On the other hand, the city of Richmond, VA is planning a shift from one-way streets to two-ways:
It's happening on North Second Street -- "2 Street" in the lore of Jackson Ward's jazz-inflected history -- where developer Ronald Stallings is restoring the Hippodrome Theater and an adjacent building in what he sees as a revived entertainment district.
Ettamae's Café, a cozy restaurant owned by brother and sister Matthew Morand and Laura Morand Bailey and their father, Paul, opened last month in one of Stallings' buildings two doors from the historic theater.
Stallings, president of Walker Row Partnership, has developed 55 projects in Jackson Ward, a neighborhood with a storied history as the birthplace of African-American capitalism. "I'd like to see Jackson Ward emerge as a walking history like Williamsburg, where you experience it, you don't just drive through it," he said.
The return of two-way streets is critical in making that happen, he said. "Visitors get so turned around with all the one-way streets. They have to make three right turns to go left."

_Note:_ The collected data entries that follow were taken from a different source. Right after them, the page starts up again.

//! Postgres-backed `ChatStore`.

use async_trait::async_trait;
use chrono::{DateTime, Utc};
use diesel::dsl::{exists, select};
use diesel::prelude::*;
use diesel::sql_types::Timestamptz;
use diesel_async::RunQueryDsl;
use uuid::Uuid;

use super::pool::DbPool;
use super::schema::{messages, room_members, users};
use super::store::{ChatStore, RoomMember, StoreError, StoredMessage};
use crate::models::membership::NewMembership;
use crate::models::message::NewMessage;

diesel::define_sql_function! {
    fn greatest(a: Timestamptz, b: Timestamptz) -> Timestamptz;
}

pub struct PgStore {
    pool: DbPool,
}

impl PgStore {
    pub fn new(pool: DbPool) -> Self {
        Self { pool }
    }
}

#[async_trait]
impl ChatStore for PgStore {
    async fn get_memberships(&self, user_id: &str) -> Result<Vec<String>, StoreError> {
        let mut conn = self.pool.get().await?;
        let rooms = room_members::table
            .filter(room_members::user_id.eq(user_id))
            .select(room_members::room_id)
            .load(&mut conn)
            .await?;
        Ok(rooms)
    }

    async fn is_member(&self, room_id: &str, user_id: &str) -> Result<bool, StoreError> {
        let mut conn = self.pool.get().await?;
        let member = select(exists(
            room_members::table
                .filter(room_members::room_id.eq(room_id))
                .filter(room_members::user_id.eq(user_id)),
        ))
        .get_result(&mut conn)
        .await?;
        Ok(member)
    }

    async fn add_member(&self, room_id: &str, user_id: &str) -> Result<(), StoreError> {
        let mut conn = self.pool.get().await?;
        diesel::insert_into(room_members::table)
            .values(NewMembership { room_id, user_id })
            .on_conflict_do_nothing()
            .execute(&mut conn)
            .await?;
        Ok(())
    }

    async fn remove_member(&self, room_id: &str, user_id: &str) -> Result<(), StoreError> {
        let mut conn = self.pool.get().await?;
        diesel::delete(
            room_members::table
                .filter(room_members::room_id.eq(room_id))
                .filter(room_members::user_id.eq(user_id)),
        )
        .execute(&mut conn)
        .await?;
        Ok(())
    }

    async fn get_members(&self, room_id: &str) -> Result<Vec<RoomMember>, StoreError> {
        let mut conn = self.pool.get().await?;
        let user_ids: Vec<String> = room_members::table
            .filter(room_members::room_id.eq(room_id))
            .select(room_members::user_id)
            .load(&mut conn)
            .await?;
        Ok(user_ids
            .into_iter()
            .map(|user_id| RoomMember { user_id })
            .collect())
    }

    async fn append_message(
        &self,
        room_id: &str,
        sender_id: &str,
        content: &str,
    ) -> Result<StoredMessage, StoreError> {
        let mut conn = self.pool.get().await?;

        let sender_username: String = users::table
            .find(sender_id)
            .select(users::username)
            .get_result(&mut conn)
            .await?;

        let id = Uuid::new_v4().to_string();
        let created_at = Utc::now();
        diesel::insert_into(messages::table)
            .values(NewMessage {
                id: &id,
                room_id,
                sender_id,
                content,
                created_at,
            })
            .execute(&mut conn)
            .await?;

        Ok(StoredMessage {
            id,
            room_id: room_id.to_string(),
            sender_id: sender_id.to_string(),
            sender_username,
            content: content.to_string(),
            created_at,
        })
    }

    async fn update_last_read(
        &self,
        room_id: &str,
        user_id: &str,
        at: DateTime<Utc>,
    ) -> Result<(), StoreError> {
        let mut conn = self.pool.get().await?;
        diesel::update(room_members::table.find((room_id, user_id)))
            .set(room_members::last_read_at.eq(greatest(room_members::last_read_at, at)))
            .execute(&mut conn)
            .await?;
        Ok(())
    }

    async fn unread_count(&self, room_id: &str, user_id: &str) -> Result<i64, StoreError> {
        let mut conn = self.pool.get().await?;

        let last_read: Option<DateTime<Utc>> = room_members::table
            .find((room_id, user_id))
            .select(room_members::last_read_at)
            .get_result(&mut conn)
            .await
            .optional()?;
        let Some(last_read) = last_read else {
            return Ok(0);
        };

        let count = messages::table
            .filter(messages::room_id.eq(room_id))
            .filter(messages::created_at.gt(last_read))
            .filter(messages::sender_id.ne(user_id))
            .count()
            .get_result(&mut conn)
            .await?;
        Ok(count)
    }
}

Second Street, for example, travels one way north until it makes a sharp left to reach North First Street, which extends one way south and connects northward to a bridge across Interstate 95 to Gilpin Court and North Jackson Ward. Fifth Street travels one-way south from Interstate 64 across I-95 and Broad to Cary Street, where it becomes two-way to the James River and the American Civil War Center.
People using valet parking at the Richmond Marriott leave their cars at the hotel entrance, across from the convention center at Fifth and East Broad. The valets drive the cars two blocks west along Broad to Third Street, turn right and proceed one block to East Marshall Street. They turn right again and travel back to a parking garage a half-block from where the journey began.
'That half-block alone would be huge," said Jack Berry, president and CEO of the convention center and visitors bureau.
So would making Fifth Street a two-way street all the way to the river, said the city's architects. They envision a bike path along the street that would allow people easy access to the James, as well as the hotels and businesses that beckon on the other side of Broad Street from the convention center.